When I was little, I was that kind of determined, intense kid. I knew my parents were in over their heads and that while God might watch over sparrows, it still might well be up to me to save us all from disaster. Like Anna, I was comforted to know how to get out if I should accidentally find myself sealed in an Egyptian pyramid or chased by a bear.
One thing that got me through was humor. I still remember how hard my mom laughed when she was holding onto a chicken in the front seat of the Jeep and I announced from the back, “I smell something fowl!” Another thing that got me through was stories. My mom had read an article before she left the United States—“One Hundred Best Books for Children.” She bought as many of those books as she could afford. If Heidi and Nils and Laura and even the poky little puppy survived their adventures, so could I.
No matter where we traveled, I was sure to have my nose in a book. Time to visit the Louvre? “Oh Dad! I’m at the most exciting chapter!” Presidents’ faces carved on a mountainside? “Just let me finish this one page.” Books gave me hope and helped me make sense of a chaotic world.

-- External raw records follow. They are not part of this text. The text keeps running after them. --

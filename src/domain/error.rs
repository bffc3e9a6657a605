//! Error taxonomy for the account ledger and its collaborators.
//!
//! Domain failures (an invalid order) are separate variants from dependency
//! failures (the store or the price source could not be reached), so callers
//! can tell "your order is wrong" apart from "the system could not complete
//! the check".

/// Top-level error type for tradefloor.
#[derive(Debug, thiserror::Error)]
pub enum TradefloorError {
    #[error("unrecognized symbol {symbol}")]
    UnknownSymbol { symbol: String },

    #[error("insufficient funds for {action}: need ${needed:.2}, available ${available:.2}")]
    InsufficientFunds {
        action: String,
        needed: f64,
        available: f64,
    },

    #[error("cannot sell {requested} shares of {symbol}: only {held} held")]
    InsufficientHoldings {
        symbol: String,
        requested: i64,
        held: i64,
    },

    #[error("amount must be positive, got {amount}")]
    InvalidAmount { amount: f64 },

    #[error("database error: {reason}")]
    Database { reason: String },

    #[error("database query error: {reason}")]
    DatabaseQuery { reason: String },

    #[error("price unavailable for {symbol}: {reason}")]
    PriceUnavailable { symbol: String, reason: String },

    #[error("account snapshot error: {reason}")]
    Snapshot { reason: String },

    #[error("price file error in {file}: {reason}")]
    PriceFile { file: String, reason: String },

    #[error("config parse error in {file}: {reason}")]
    ConfigParse { file: String, reason: String },

    #[error("missing config key [{section}] {key}")]
    ConfigMissing { section: String, key: String },

    #[error(transparent)]
    Io(#[from] std::io::Error),
}

impl TradefloorError {
    /// Whether this error is a local order-validation failure, as opposed to
    /// a failure of an external dependency.
    pub fn is_domain(&self) -> bool {
        matches!(
            self,
            TradefloorError::UnknownSymbol { .. }
                | TradefloorError::InsufficientFunds { .. }
                | TradefloorError::InsufficientHoldings { .. }
                | TradefloorError::InvalidAmount { .. }
        )
    }
}

impl From<&TradefloorError> for std::process::ExitCode {
    fn from(err: &TradefloorError) -> Self {
        let code: u8 = match err {
            TradefloorError::Io(_) | TradefloorError::PriceFile { .. } => 1,
            TradefloorError::ConfigParse { .. } | TradefloorError::ConfigMissing { .. } => 2,
            TradefloorError::Database { .. }
            | TradefloorError::DatabaseQuery { .. }
            | TradefloorError::Snapshot { .. } => 3,
            TradefloorError::UnknownSymbol { .. }
            | TradefloorError::InsufficientFunds { .. }
            | TradefloorError::InsufficientHoldings { .. }
            | TradefloorError::InvalidAmount { .. } => 4,
            TradefloorError::PriceUnavailable { .. } => 5,
        };
        std::process::ExitCode::from(code)
    }
}

#[cfg(test)]
mod tests {
    use super::*;

    #[test]
    fn domain_errors_are_classified() {
        let err = TradefloorError::InsufficientHoldings {
            symbol: "AAPL".into(),
            requested: 10,
            held: 3,
        };
        assert!(err.is_domain());

        let err = TradefloorError::Database {
            reason: "locked".into(),
        };
        assert!(!err.is_domain());
    }

    #[test]
    fn messages_carry_context() {
        let err = TradefloorError::InsufficientFunds {
            action: "1 share of AAPL".into(),
            needed: 100.2,
            available: 50.0,
        };
        let msg = err.to_string();
        assert!(msg.contains("AAPL"));
        assert!(msg.contains("100.20"));
        assert!(msg.contains("50.00"));
    }

    #[test]
    fn price_unavailable_is_not_domain() {
        let err = TradefloorError::PriceUnavailable {
            symbol: "AAPL".into(),
            reason: "timeout".into(),
        };
        assert!(!err.is_domain());
        assert!(err.to_string().contains("AAPL"));
    }
}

I still love to read—and I love to travel—and I love to read about traveling. I recently finished No Man’s Land by Scott Huler, who decides to make his way as “One Man’s Odyssey Through The Odyssey.” It’s a travel story that has survived all these years, he points out, because The Odyssey “addresses the essential, probably unanswerable questions we all face all the time—the questions we always will face.” One of the deep truths of the story, he says, is, “All children grow up thinking their parents have made a terrible mess of things and that they’d better grow up quickly so they can take charge before things utterly collapse.”
Sounds like Anna to me.
Jane Kurtz is the author of many books for young readers, on the faculty of the Vermont College of the Fine Arts MFA in children’s and YA literature, and a volunteer with Ethiopia Reads (www.ethiopiareads.org). She has moved many times, most recently to Portland, Oregon, where she once lived until she was two-years-old.
How lovely to hear dear Jane’s voice on the page this morning. I can’t wait to meet Anna!
Great piece, Jane, so enjoyed it. And wow, what childhood adventures! I mean, the real ones, not the book ones, ha, ha. I so relate to having my nose in a book while growing up. My teachers often thought I was missing out on life. But book-life was too often so much better than real-life!